South Park The Dragon Stone

Chapter 3

Trey and Nico knocked down the fence separating their houses and began to assemble their base. It started out as a simple tree house and somehow ended up a tree fort spanning both backyards, both roofs of the boys houses, and spilled out onto the sidewalk. Building the base was easy. Getting kids to join was even easier. The hardest part was finding an Al Capone hat. "How the hell can there not be a hat store in South Park? That doesn't make any sense. There Hats! It makes no sense!" Nico moaned. Trey shrugged. He was dressed up like Lamar Davis from GTA 5: Green ball cap, red bandana over his face, and black t-shirt and jeans. Nico was dressed Al Capone Style: white suit with black stripes and a grease pencil 5 o'clock shadow he painted. He was only missing his hat. "Is it really that important man?" Trey asked. "YES! Its the most important part!" Nico said. They boys continued to walk around until they bumped into Kenny. "Oh hey Kenny." Trey waved. "Mmmppmhhh." Kenny said.
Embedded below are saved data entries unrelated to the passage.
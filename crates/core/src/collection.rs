//! Storage keys for the persisted collections.

use crate::HospitalError;
use std::fmt;
use std::str::FromStr;

/// Fixed storage key of one collection. Each key owns exactly one file.
#[derive(Clone, Copy, Debug, PartialEq, Eq, Hash, PartialOrd, Ord)]
pub enum CollectionKey {
    Patients,
    Doctors,
    Staff,
    Medicines,
    LabTests,
    Appointments,
    Machinery,
    Billing,
}

impl CollectionKey {
    /// Every collection, in the order the records screens present them.
    pub const ALL: [CollectionKey; 8] = [
        CollectionKey::Patients,
        CollectionKey::Doctors,
        CollectionKey::Staff,
        CollectionKey::Medicines,
        CollectionKey::LabTests,
        CollectionKey::Appointments,
        CollectionKey::Machinery,
        CollectionKey::Billing,
    ];

    /// Collections managed purely through the generic record screens.
    ///
    /// Appointments and billing have dedicated workflows and are excluded.
    pub const ENTITIES: [CollectionKey; 6] = [
        CollectionKey::Patients,
        CollectionKey::Doctors,
        CollectionKey::Staff,
        CollectionKey::Medicines,
        CollectionKey::LabTests,
        CollectionKey::Machinery,
    ];

    pub fn as_str(self) -> &'static str {
        match self {
            CollectionKey::Patients => "patients",
            CollectionKey::Doctors => "doctors",
            CollectionKey::Staff => "staff",
            CollectionKey::Medicines => "medicines",
            CollectionKey::LabTests => "lab_tests",
            CollectionKey::Appointments => "appointments",
            CollectionKey::Machinery => "machinery",
            CollectionKey::Billing => "billing",
        }
    }

    pub fn is_entity(self) -> bool {
        Self::ENTITIES.contains(&self)
    }
}

impl fmt::Display for CollectionKey {
    fn fmt(&self, f: &mut fmt::Formatter<'_>) -> fmt::Result {
        f.write_str(self.as_str())
    }
}

impl FromStr for CollectionKey {
    type Err = HospitalError;

    fn from_str(s: &str) -> Result<Self, Self::Err> {
        let wanted = s.trim();
        Self::ALL
            .into_iter()
            .find(|key| key.as_str().eq_ignore_ascii_case(wanted))
            .ok_or_else(|| HospitalError::UnknownCollection(wanted.to_string()))
    }
}

#[cfg(test)]
mod tests {
    use super::*;

    #[test]
    fn test_from_str_accepts_storage_names() {
        for key in CollectionKey::ALL {
            assert_eq!(key.as_str().parse::<CollectionKey>().unwrap(), key);
        }
        assert_eq!(
            " Lab_Tests ".parse::<CollectionKey>().unwrap(),
            CollectionKey::LabTests
        );
    }

    #[test]
    fn test_from_str_rejects_unknown_key() {
        let err = "beds".parse::<CollectionKey>().unwrap_err();
        assert!(matches!(err, HospitalError::UnknownCollection(ref k) if k == "beds"));
    }

    #[test]
    fn test_entities_exclude_workflow_collections() {
        assert!(CollectionKey::Patients.is_entity());
        assert!(!CollectionKey::Appointments.is_entity());
        assert!(!CollectionKey::Billing.is_entity());
    }
}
Nico blinked. "What the fuck did he just say? Hang on dude." Nico said, then walked over and yanked Kenny's hood off his head. "Hey, you did it!" Kenny said. "I just couldn't understand you. Hey, do you know any shop that sell Al Capone hats?" Nico asked. "No, but you can have mine." Kenny said, producing a random hat. "Cool." Nico said. He then put on the hat, looked at Trey, and said "Maybe we should go pay our good friend Cartman a visit, eh?" In a perfect Capone impersonation. Trey laughed. "Nic, you crazy. Lets go. 'Ait Kenny I'll catch up with you later." "Bye Trey." Kenny said, walking off to make a new costume to replace his princess outfit. He just wasn't rolling like that anymore.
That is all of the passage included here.